[PATCH RFC] arm64: dts: qcom: hamoa: Drop cluster_cl5 idle state from CPU clusters
From: Jens Glathe via B4 Relay
Date: Thu Jun 04 2026 - 13:42:24 EST
From: Jens Glathe <jens.glathe@xxxxxxxxxxxxxxxxxxxxxx>
The cluster_cl5 idle state triggers DC ZVA misbehavior that resets
X1 SoCs. Remove it from cluster_pd0/1/2 domain-idle-states for now.
Suggested-by: Marc Zyngier <maz@xxxxxxxxxx>
Signed-off-by: Jens Glathe <jens.glathe@xxxxxxxxxxxxxxxxxxxxxx>
---
This is an RFC for a mitigation of a stability issue observed on
Snapdragon X1-based SoCs (Hamoa and Purwa).
Affected systems experience spontaneous resets under the following
conditions:
- During intensive `git fetch` / `git pull` activity
- During mostly idle periods (Bitburner and similar workloads were
frequently mentioned)
Steev Klimaszewski first connected the crashes to git operations.
Subsequent discussion in #aarch64-laptops led icecream95 to isolate
DC ZVA as the triggering instruction and to create a reliable
reproducer [1].
Further debugging showed that the issue is strongly related to deep
cluster idle states. Marc Zyngier suggested removing the deepest
cluster state (`cluster_cl5`), which resolved the problem on all tested
consumer hardware.
This patch implements that change by removing `&cluster_cl5` from the
`domain-idle-states` of `cluster_pd0`, `cluster_pd1`, and `cluster_pd2`.
Testing:
- Lenovo ThinkPad T14s G6 (X1E-78-100, Hamoa)
- Lenovo ThinkBook 16 G7 QOY (X1P-42-100, Purwa)
- Lenovo IdeaPad 5 2-in-1 14Q8X9 (X1P-42-100, Purwa)

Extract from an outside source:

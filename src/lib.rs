pub mod api;
pub mod feed;
pub mod payload;
pub mod state;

- Lenovo IdeaPad Slim 3x 15Q8X10 (X1-26-100, Purwa)
All consumer devices became stable with this change.
On the Snapdragon Dev Kit (X1E-001-DE, Hamoa) the situation is
different: the firmware does not advertise OSI mode. Even with this
patch the device still crashes with the x1e-crash reproducer. Stability
is only achieved by passing `cpuidle.off=1`, which of course increases
power consumption but makes the devkit a bit faster, so there's that.

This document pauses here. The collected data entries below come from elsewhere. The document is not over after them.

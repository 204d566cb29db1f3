use std::io;
use std::sync::mpsc;
use std::time::{Duration, Instant};

use crossterm::event::{
    self, DisableMouseCapture, EnableMouseCapture, Event, KeyCode, KeyEvent, KeyEventKind,
};
use crossterm::execute;
use crossterm::terminal::{
    disable_raw_mode, enable_raw_mode, EnterAlternateScreen, LeaveAlternateScreen,
};
use ratatui::layout::{Constraint, Direction, Layout};
use ratatui::prelude::*;
use ratatui::style::{Color, Modifier, Style};
use ratatui::widgets::{Bar, BarChart, BarGroup, Block, Borders, Clear, Paragraph, Row, Table, Tabs};
use serde_json::Value;

use ufc_terminal::api;
use ufc_terminal::feed;
use ufc_terminal::payload;
use ufc_terminal::state::{apply_delta, AppState, Delta, ProviderCommand, Tab};

struct App {
    state: AppState,
    should_quit: bool,
    cmd_tx: mpsc::Sender<ProviderCommand>,
}

impl App {
    fn new(cmd_tx: mpsc::Sender<ProviderCommand>) -> Self {
        Self {
            state: AppState::new(),
            should_quit: false,
            cmd_tx,
        }
    }

    fn send(&mut self, cmd: Option<ProviderCommand>) {
        let Some(cmd) = cmd else {
            return;
        };
        if self.cmd_tx.send(cmd).is_err() {
            self.state.push_log("[WARN] Provider unavailable");
        }
    }

    fn on_key(&mut self, key: KeyEvent) {
        if self.state.search_editing {
            self.on_search_key(key);
            return;
        }
        match key.code {
            KeyCode::Char('q') => self.should_quit = true,
            KeyCode::Char('1') => self.select(Tab::Overview),
            KeyCode::Char('2') => self.select(Tab::FormerChampions),
            KeyCode::Char('3') => self.select(Tab::Performers),
            KeyCode::Char('4') => self.select(Tab::International),
            KeyCode::Char('5') => self.select(Tab::Events),
            KeyCode::Char('6') => self.select(Tab::Advanced),
            KeyCode::Char('7') => self.select(Tab::Search),
            KeyCode::Tab => self.select(self.state.tab.next()),
            KeyCode::BackTab => self.select(self.state.tab.prev()),
            KeyCode::Char('/') => {
                self.select(Tab::Search);
                self.state.search_editing = true;
            }
            KeyCode::Char('s') if self.state.tab == Tab::Performers => {
                self.state.cycle_performer_section();
            }
            KeyCode::Char('j') | KeyCode::Down => self.state.scroll_down(),
            KeyCode::Char('k') | KeyCode::Up => self.state.scroll_up(),
            KeyCode::Char('?') => self.state.help_overlay = !self.state.help_overlay,
            _ => {}
        }
    }

    fn on_search_key(&mut self, key: KeyEvent) {
        match key.code {
            KeyCode::Enter => {
                let query = self.state.search_input.clone();
                let cmd = self.state.run_search(&query);
                if cmd.is_some() {
                    self.state.push_log(format!("[INFO] Searching: {}", query.trim()));
                }
                self.send(cmd);
                self.state.search_editing = false;
            }
            KeyCode::Esc => self.state.search_editing = false,
            KeyCode::Backspace => {
                self.state.search_input.pop();
            }
            KeyCode::Char(ch) => self.state.search_input.push(ch),
            _ => {}
        }
    }

    fn select(&mut self, tab: Tab) {
        let cmd = self.state.select_tab(tab);
        self.send(cmd);
    }
}

fn main() -> io::Result<()> {
    let _ = dotenvy::from_filename(".env.local");
    let _ = dotenvy::from_filename(".env");

    enable_raw_mode()?;
    let mut stdout = io::stdout();
    execute!(stdout, EnterAlternateScreen, EnableMouseCapture)?;
    let backend = ratatui::backend::CrosstermBackend::new(stdout);
    let mut terminal = ratatui::Terminal::new(backend)?;

    let (tx, rx) = mpsc::channel();
    let (cmd_tx, cmd_rx) = mpsc::channel();
    feed::spawn_provider(tx, cmd_rx);

    let mut app = App::new(cmd_tx);
    app.state
        .push_log(format!("[INFO] Analytics API: {}", api::base_url()));
    for cmd in app.state.startup_commands() {
        let _ = app.cmd_tx.send(cmd);
    }

    let res = run_app(&mut terminal, &mut app, rx);

    disable_raw_mode()?;
    execute!(
        terminal.backend_mut(),
        LeaveAlternateScreen,
        DisableMouseCapture
    )?;
    terminal.show_cursor()?;

    if let Err(err) = res {
        eprintln!("error: {err}");
    }
    Ok(())
}

fn run_app<B: Backend>(
    terminal: &mut Terminal<B>,
    app: &mut App,
    rx: mpsc::Receiver<Delta>,
) -> io::Result<()> {
    let tick_rate = Duration::from_millis(250);
    let mut last_tick = Instant::now();

    loop {
        while let Ok(delta) = rx.try_recv() {
            apply_delta(&mut app.state, delta);
        }

        terminal.draw(|f| ui(f, app))?;

        let timeout = tick_rate
            .checked_sub(last_tick.elapsed())
            .unwrap_or(Duration::ZERO);
        if event::poll(timeout)? {
            if let Event::Key(key) = event::read()? {
                if key.kind == KeyEventKind::Press {
                    app.on_key(key);
                }
            }
        }

        if last_tick.elapsed() >= tick_rate {
            last_tick = Instant::now();
        }

        if app.should_quit {
            return Ok(());
        }
    }
}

The different behaviour correlates with PSCI mode:
- Consumer firmwares enable OSI mode
- Devkit firmware stays in platform-coordinated mode
This patch is therefore only a band-aid. All evidence points to a
firmware/microcode issue where DC ZVA can hit caches that have been
powered down by PSCI idle states. A proper fix would be either a
Qualcomm firmware update or a kernel erratum that disables DZE on
these SoCs.
[1] https://github.com/icecream95/x1e-crash
---
arch/arm64/boot/dts/qcom/hamoa.dtsi | 6 +++---
1 file changed, 3 insertions(+), 3 deletions(-)

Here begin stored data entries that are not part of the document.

//! Startup symbol precision resolution
//!
//! Derives the price tick for the configured pair from the venue's symbol
//! metadata. Runs once before gateway construction completes; a pair the
//! venue does not list is fatal to startup.

use rust_decimal::Decimal;

use crate::error::GatewayError;
use crate::venue::VenueApi;

/// Price tick parameters for the configured pair, resolved once at startup
#[derive(Debug, Clone, Copy, PartialEq)]
pub struct SymbolPrecision {
    /// Fractional digits observed in the venue's recent OHLC sample
    pub precision: u32,
    /// Minimum price movement: 10^-precision
    pub tick_increment: Decimal,
}

/// Count of fractional digits in `value` (0 for integers)
fn fractional_digits(value: Decimal) -> u32 {
    value.normalize().scale()
}

/// Resolve price precision for `symbol` from the venue market listing.
///
/// Precision is the maximum fractional-digit count across the sample's
/// open/high/low values; the tick increment follows as 10^-precision.
pub async fn resolve_symbol_precision(
    venue: &dyn VenueApi,
    symbol: &str,
) -> Result<SymbolPrecision, GatewayError> {
    let markets = venue.load_markets().await?;

    for details in &markets {
        if details.symbol == symbol {
            let precision = fractional_digits(details.info.open)
                .max(fractional_digits(details.info.high))
                .max(fractional_digits(details.info.low));

            return Ok(SymbolPrecision {
                precision,
                tick_increment: Decimal::new(1, precision),
            });
        }
    }

    Err(GatewayError::SymbolNotFound(symbol.to_string()))
}

#[cfg(test)]
mod tests {
    use super::*;
    use crate::venue::{
        OhlcSample, OrderAck, RawBalance, RawOrderBook, RawTrade, SymbolDetails, VenueError,
        VenueOrder, VenueResult,
    };
    use async_trait::async_trait;
    use rust_decimal_macros::dec;
    use std::collections::HashMap;

    struct ListingVenue {
        markets: Vec<SymbolDetails>,
    }

    #[async_trait]
    impl VenueApi for ListingVenue {
        async fn fetch_trades(&self, _symbol: &str) -> VenueResult<Vec<RawTrade>> {
            Err(VenueError::new("not scripted"))
        }

        async fn fetch_order_book(&self, _symbol: &str) -> VenueResult<RawOrderBook> {
            Err(VenueError::new("not scripted"))
        }

        async fn fetch_balance(&self) -> VenueResult<HashMap<String, RawBalance>> {
            Err(VenueError::new("not scripted"))
        }

        async fn create_limit_buy_order(
            &self,
            _symbol: &str,
            _quantity: Decimal,
            _price: Decimal,
        ) -> VenueResult<OrderAck> {
            Err(VenueError::new("not scripted"))
        }

        async fn create_limit_sell_order(
            &self,
            _symbol: &str,
            _quantity: Decimal,
            _price: Decimal,
        ) -> VenueResult<OrderAck> {
            Err(VenueError::new("not scripted"))
        }

        async fn cancel_order(&self, _exchange_id: &str) -> VenueResult<()> {
            Err(VenueError::new("not scripted"))
        }

        async fn fetch_open_orders(&self) -> VenueResult<Vec<VenueOrder>> {
            Err(VenueError::new("not scripted"))
        }

        async fn load_markets(&self) -> VenueResult<Vec<SymbolDetails>> {
            Ok(self.markets.clone())
        }
    }

    fn listing(symbol: &str, open: Decimal, high: Decimal, low: Decimal) -> SymbolDetails {
        SymbolDetails {
            symbol: symbol.to_string(),
            info: OhlcSample {
                open,
                high,
                low,
                close: open,
            },
        }
    }

    #[test]
    fn test_fractional_digits() {
        assert_eq!(fractional_digits(dec!(1.2345)), 4);
        assert_eq!(fractional_digits(dec!(1.2)), 1);
        assert_eq!(fractional_digits(dec!(1)), 0);
        // Trailing zeros do not count as precision
        assert_eq!(fractional_digits(dec!(1.2300)), 2);
    }

    #[tokio::test]
    async fn test_precision_is_max_across_open_high_low() {
        let venue = ListingVenue {
            markets: vec![listing("BTCUSD", dec!(1.2345), dec!(1.2), dec!(1))],
        };

        let precision = resolve_symbol_precision(&venue, "BTCUSD").await.unwrap();
        assert_eq!(precision.precision, 4);
        assert_eq!(precision.tick_increment, dec!(0.0001));
    }

    #[tokio::test]
    async fn test_integer_sample_yields_unit_tick() {
        let venue = ListingVenue {
            markets: vec![listing("BTCUSD", dec!(42000), dec!(43000), dec!(41000))],
        };

        let precision = resolve_symbol_precision(&venue, "BTCUSD").await.unwrap();
        assert_eq!(precision.precision, 0);
        assert_eq!(precision.tick_increment, dec!(1));
    }

    #[tokio::test]
    async fn test_missing_symbol_is_fatal() {
        let venue = ListingVenue {
            markets: vec![listing("ETHUSD", dec!(3000.5), dec!(3001), dec!(2999))],
        };

        let result = resolve_symbol_precision(&venue, "BTCUSD").await;
        assert!(matches!(result, Err(GatewayError::SymbolNotFound(_))));
    }
}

diff --git a/arch/arm64/boot/dts/qcom/hamoa.dtsi b/arch/arm64/boot/dts/qcom/hamoa.dtsi
index 4ba751a65142b..8ec39ba621946 100644
--- a/arch/arm64/boot/dts/qcom/hamoa.dtsi
+++ b/arch/arm64/boot/dts/qcom/hamoa.dtsi
@@ -442,19 +442,19 @@ cpu_pd11: power-domain-cpu11 {
cluster_pd0: power-domain-cpu-cluster0 {
#power-domain-cells = <0>;
- domain-idle-states = <&cluster_cl4>, <&cluster_cl5>;
+ domain-idle-states = <&cluster_cl4>;
power-domains = <&system_pd>;
};
cluster_pd1: power-domain-cpu-cluster1 {
#power-domain-cells = <0>;
- domain-idle-states = <&cluster_cl4>, <&cluster_cl5>;
+ domain-idle-states = <&cluster_cl4>;
power-domains = <&system_pd>;
};
cluster_pd2: power-domain-cpu-cluster2 {
#power-domain-cells = <0>;
- domain-idle-states = <&cluster_cl4>, <&cluster_cl5>;
+ domain-idle-states = <&cluster_cl4>;
power-domains = <&system_pd>;
};
---
base-commit: a225caacc36546a09586e3ece36c0313146e7da9
change-id: 20260604-dc_zva_mitigation-245ecd5d797f
Best regards,
--
Jens Glathe <jens.glathe@xxxxxxxxxxxxxxxxxxxxxx>